AKA bivariate plots. 
They allow you to visualize the *relationship* between two **continuous** variables. 

```{r}
# import the data frame and name it “flights”
import::from(nycflights13, df_flights = flights)

# choose all rows related to Alaska Airlaine carrier
df_alaska_flights <- df_flights %>% 
  dplyr::filter(carrier == "AS")

# built a scatter plot
gg$ggplot(data = df_alaska_flights, 
          mapping = gg$aes(x = dep_delay, y = arr_delay)) +
  gg$geom_point()
```

### Overplotting

When points are being plotted on top of each other over and over again 
and it is difficult to know the number of points being plotted.

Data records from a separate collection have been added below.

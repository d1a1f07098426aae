//! Grayscale work frames.
//!
//! All motion math runs on a [`WorkFrame`]: a single-channel 8-bit image
//! downscaled from the source luminance plane. This is roughly an order of
//! magnitude less work than full-resolution colour, with no measurable loss
//! of registration accuracy at typical motion magnitudes.
//!
//! [`WorkFrameProvider::extract`] performs an area-average downscale: each
//! output pixel is the mean of an `n x n` block of the luminance plane.
//! Sources deeper than 8 bits are averaged at full depth and then shifted
//! down to 8 bits. Work-frame dimensions use truncating division; trailing
//! rows and columns that do not fill a block are dropped.

use ffmpeg_next::frame;

use crate::error::StabilizeError;
use crate::planes::PlaneLayout;

/// A single-channel 8-bit image with contiguous rows.
#[derive(Debug, Clone, Default)]
pub struct WorkFrame {
    width: usize,
    height: usize,
    data: Vec<u8>,
}

impl WorkFrame {
    /// An empty work frame; sized on first use.
    pub fn new() -> Self {
        Self::default()
    }

    /// A work frame of the given size filled with `value`.
    pub fn filled(width: usize, height: usize, value: u8) -> Self {
        Self {
            width,
            height,
            data: vec![value; width * height],
        }
    }

    /// Build a work frame from a pixel closure, for tests and synthetic
    /// inputs.
    pub fn from_fn<F: Fn(usize, usize) -> u8>(width: usize, height: usize, f: F) -> Self {
        let mut data = Vec::with_capacity(width * height);
        for y in 0..height {
            for x in 0..width {
                data.push(f(x, y));
            }
        }
        Self {
            width,
            height,
            data,
        }
    }

    pub fn width(&self) -> usize {
        self.width
    }

    pub fn height(&self) -> usize {
        self.height
    }

    /// Pixel accessor; caller guarantees bounds.
    #[inline]
    pub fn get(&self, x: usize, y: usize) -> u8 {
        self.data[y * self.width + x]
    }

    /// One row of pixels.
    #[inline]
    pub fn row(&self, y: usize) -> &[u8] {
        &self.data[y * self.width..(y + 1) * self.width]
    }

    /// The whole buffer, row-major.
    pub fn as_bytes(&self) -> &[u8] {
        &self.data
    }

    fn resize(&mut self, width: usize, height: usize) {
        self.width = width;
        self.height = height;
        self.data.resize(width * height, 0);
    }

    /// Overwrite this frame with a copy of `other`, reusing the buffer.
    pub fn copy_from(&mut self, other: &WorkFrame) {
        self.width = other.width;
        self.height = other.height;
        self.data.clear();
        self.data.extend_from_slice(&other.data);
    }
}

/// Produces work frames from decoded video frames.
#[derive(Debug, Clone, Copy)]
pub struct WorkFrameProvider {
    downscale: usize,
}

impl WorkFrameProvider {
    /// The automatic downscale factor for a source resolution.
    pub fn auto_downscale(width: u32, height: u32) -> usize {
        1 + width.min(height) as usize / 1000
    }

    /// Create a provider with a fixed downscale factor (>= 1).
    pub fn new(downscale: usize) -> Self {
        Self {
            downscale: downscale.max(1),
        }
    }

    pub fn downscale(&self) -> usize {
        self.downscale
    }

    /// Work-frame dimensions for a given luminance plane size.
    pub fn work_size(&self, width: usize, height: usize) -> (usize, usize) {
        (width / self.downscale, height / self.downscale)
    }

    /// Downscale the luminance plane of `frame` into `out`.
    ///
    /// # Errors
    ///
    /// Returns [`StabilizeError::UnsupportedPixelFormat`] for formats without
    /// an 8-16 bit planar luminance plane, and
    /// [`StabilizeError::UnsupportedInput`] when the downscaled frame would
    /// be empty.
    pub fn extract(
        &self,
        frame: &frame::Video,
        out: &mut WorkFrame,
    ) -> Result<(), StabilizeError> {
        let layout = PlaneLayout::resolve(frame.format(), frame.width(), frame.height())?;
        let luma = *layout.luma();
        let (work_w, work_h) = self.work_size(luma.width, luma.height);
        if work_w == 0 || work_h == 0 {
            return Err(StabilizeError::UnsupportedInput(format!(
                "{}x{} frame is empty after downscale by {}",
                frame.width(),
                frame.height(),
                self.downscale
            )));
        }

        out.resize(work_w, work_h);
        let stride = frame.stride(0);
        let data = frame.data(0);
        let n = self.downscale;

        if luma.is_eight_bit() {
            for oy in 0..work_h {
                for ox in 0..work_w {
                    let mut sum = 0u32;
                    for dy in 0..n {
                        let row = (oy * n + dy) * stride + ox * n;
                        for &sample in &data[row..row + n] {
                            sum += u32::from(sample);
                        }
                    }
                    out.data[oy * work_w + ox] = (sum / (n * n) as u32) as u8;
                }
            }
        } else {
            let down_shift = luma.depth - 8;
            for oy in 0..work_h {
                for ox in 0..work_w {
                    let mut sum = 0u32;
                    for dy in 0..n {
                        let row = (oy * n + dy) * stride + ox * n * 2;
                        for pair in data[row..row + n * 2].chunks_exact(2) {
                            sum += u32::from(u16::from_ne_bytes([pair[0], pair[1]]));
                        }
                    }
                    let mean = sum / (n * n) as u32;
                    out.data[oy * work_w + ox] = (mean >> down_shift).min(255) as u8;
                }
            }
        }

        Ok(())
    }
}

+ Method 1: Changing the transparency of the points

Setting the `alpha` argument in `geom_point` 
(usually, `alpha` argument is set by default at 1 point – 100% opaque). 
By specifying a value of `alpha` argument, 
we can change the transparency of the points (to less than 1).

```{r demo-alpha eval=T}
df_alaska_flights <- df_flights %>% 
  dplyr::filter(carrier == "AS")

gg$ggplot(data = df_alaska_flights, 
          mapping = gg$aes(x = dep_delay, y = arr_delay)) +
  gg$geom_point(alpha = 0.2)
```

When you compile the Rmd file using the “knit” button in RStudio, the output would look like this:

Place your mouse cursor inside the box and try to scroll up and down to see the full sample.

Comments:

The author took advantage of some nice features of rmarkdown and made their cheat sheet versatile. By setting eval=F in the first chunk (named “setup”), all the following R chunks would not be evaluated by default, suiting the design of a cheatsheet. However, whenever the author wants to show the output of a specific chunk, perhaps to remind themselves what the code does, they can turn on eval=T inside the header of a chunk, such as in the demo-alpha chunk. The author also structured the file with headings at different levels, using ##, ###, etc.

E.3 Feeling inspired?

Keep in mind that you will be working on YOUR cheat sheet and will refer to it from time to time as you learn to become a seasoned R user. Customize it. Own it. Put whatever content that is deemed useful to you. Each week, you will hand in an updated version of the same file — your cheat sheet, to fulfill the course requirement. I expect that everyone’s cheat sheet will evolve over time. Your cheat sheet by the end of the first week may contain a line on how to examine the structure of a dataframe, for example; and by the end of the semester, you may know this line by heart and no longer need it on the cheat sheet.